■ Required work ■
In the entries below, every line that contains "FunctionDefinition" must be located and copied.

[Data entries]
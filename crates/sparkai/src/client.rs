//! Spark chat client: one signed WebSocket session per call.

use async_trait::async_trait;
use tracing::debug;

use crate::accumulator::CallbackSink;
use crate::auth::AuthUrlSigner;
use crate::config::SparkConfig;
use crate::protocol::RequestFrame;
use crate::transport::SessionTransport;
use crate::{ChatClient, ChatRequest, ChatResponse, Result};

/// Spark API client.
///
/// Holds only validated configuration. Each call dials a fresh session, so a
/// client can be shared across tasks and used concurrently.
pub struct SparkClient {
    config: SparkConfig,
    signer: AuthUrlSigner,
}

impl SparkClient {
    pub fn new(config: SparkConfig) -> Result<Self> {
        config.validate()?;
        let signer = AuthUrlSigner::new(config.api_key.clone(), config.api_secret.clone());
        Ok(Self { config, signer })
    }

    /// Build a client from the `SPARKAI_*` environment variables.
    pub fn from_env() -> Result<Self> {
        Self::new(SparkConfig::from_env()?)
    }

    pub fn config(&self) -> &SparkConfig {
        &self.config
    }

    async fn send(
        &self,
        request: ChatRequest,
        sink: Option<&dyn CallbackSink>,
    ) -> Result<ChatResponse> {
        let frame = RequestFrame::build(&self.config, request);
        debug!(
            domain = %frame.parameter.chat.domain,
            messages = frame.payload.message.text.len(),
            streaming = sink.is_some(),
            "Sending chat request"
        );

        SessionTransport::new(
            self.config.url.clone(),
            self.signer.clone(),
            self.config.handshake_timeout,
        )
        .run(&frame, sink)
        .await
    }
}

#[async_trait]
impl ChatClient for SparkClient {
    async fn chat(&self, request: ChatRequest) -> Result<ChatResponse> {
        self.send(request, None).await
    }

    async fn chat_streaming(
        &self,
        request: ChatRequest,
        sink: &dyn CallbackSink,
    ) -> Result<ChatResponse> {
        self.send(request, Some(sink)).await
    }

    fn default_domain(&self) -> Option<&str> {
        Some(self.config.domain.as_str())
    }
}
...
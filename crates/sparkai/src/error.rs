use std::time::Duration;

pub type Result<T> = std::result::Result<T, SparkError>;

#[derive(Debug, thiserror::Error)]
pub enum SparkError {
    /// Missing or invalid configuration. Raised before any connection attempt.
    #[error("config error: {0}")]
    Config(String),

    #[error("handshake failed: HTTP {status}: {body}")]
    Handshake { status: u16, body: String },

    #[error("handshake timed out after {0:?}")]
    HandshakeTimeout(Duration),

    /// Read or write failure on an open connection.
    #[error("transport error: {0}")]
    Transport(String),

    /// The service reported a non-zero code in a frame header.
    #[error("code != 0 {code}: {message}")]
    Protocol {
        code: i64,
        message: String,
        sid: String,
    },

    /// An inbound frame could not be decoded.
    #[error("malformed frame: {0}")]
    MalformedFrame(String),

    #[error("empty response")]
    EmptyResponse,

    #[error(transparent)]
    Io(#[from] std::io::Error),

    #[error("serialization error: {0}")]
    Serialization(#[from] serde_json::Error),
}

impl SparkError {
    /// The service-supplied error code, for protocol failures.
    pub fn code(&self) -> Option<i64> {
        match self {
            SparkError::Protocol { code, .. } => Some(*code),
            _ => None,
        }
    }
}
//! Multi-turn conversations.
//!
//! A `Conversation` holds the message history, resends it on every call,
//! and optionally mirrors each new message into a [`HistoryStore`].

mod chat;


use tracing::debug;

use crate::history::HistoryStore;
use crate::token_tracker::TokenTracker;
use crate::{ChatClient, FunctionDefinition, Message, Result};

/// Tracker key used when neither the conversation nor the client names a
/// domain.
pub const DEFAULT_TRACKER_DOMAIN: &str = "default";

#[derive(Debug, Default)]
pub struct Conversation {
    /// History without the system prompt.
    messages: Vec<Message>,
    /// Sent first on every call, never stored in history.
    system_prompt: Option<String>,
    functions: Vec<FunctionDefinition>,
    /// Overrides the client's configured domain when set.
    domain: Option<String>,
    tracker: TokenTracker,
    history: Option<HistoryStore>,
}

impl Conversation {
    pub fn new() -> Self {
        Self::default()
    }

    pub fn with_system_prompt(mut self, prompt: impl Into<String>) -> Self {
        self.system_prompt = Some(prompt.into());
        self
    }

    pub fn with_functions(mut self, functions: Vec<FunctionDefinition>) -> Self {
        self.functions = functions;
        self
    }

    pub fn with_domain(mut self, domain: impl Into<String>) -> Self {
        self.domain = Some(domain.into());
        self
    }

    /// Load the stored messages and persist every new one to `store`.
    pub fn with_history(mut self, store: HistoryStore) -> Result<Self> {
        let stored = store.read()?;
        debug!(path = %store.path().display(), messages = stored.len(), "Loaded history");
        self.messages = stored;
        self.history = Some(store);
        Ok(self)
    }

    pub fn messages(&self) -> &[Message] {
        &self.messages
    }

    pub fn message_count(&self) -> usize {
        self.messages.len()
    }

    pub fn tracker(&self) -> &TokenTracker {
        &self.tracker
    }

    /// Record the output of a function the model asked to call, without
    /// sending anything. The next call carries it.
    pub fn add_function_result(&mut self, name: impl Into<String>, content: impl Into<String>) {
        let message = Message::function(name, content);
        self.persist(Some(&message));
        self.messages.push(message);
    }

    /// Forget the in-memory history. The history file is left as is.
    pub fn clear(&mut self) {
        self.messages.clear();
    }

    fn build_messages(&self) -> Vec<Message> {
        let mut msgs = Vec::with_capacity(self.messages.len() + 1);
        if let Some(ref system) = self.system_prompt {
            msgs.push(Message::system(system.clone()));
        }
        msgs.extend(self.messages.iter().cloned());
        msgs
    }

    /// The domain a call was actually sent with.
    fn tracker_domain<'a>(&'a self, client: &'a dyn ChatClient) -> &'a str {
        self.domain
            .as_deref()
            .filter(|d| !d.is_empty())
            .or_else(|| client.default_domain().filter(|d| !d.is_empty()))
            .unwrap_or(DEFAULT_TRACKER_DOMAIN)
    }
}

■ Response below ■
use crate::{ChatClient, FunctionDefinition, Message, Result};
    functions: Vec<FunctionDefinition>,
    pub fn with_functions(mut self, functions: Vec<FunctionDefinition>) -> Self {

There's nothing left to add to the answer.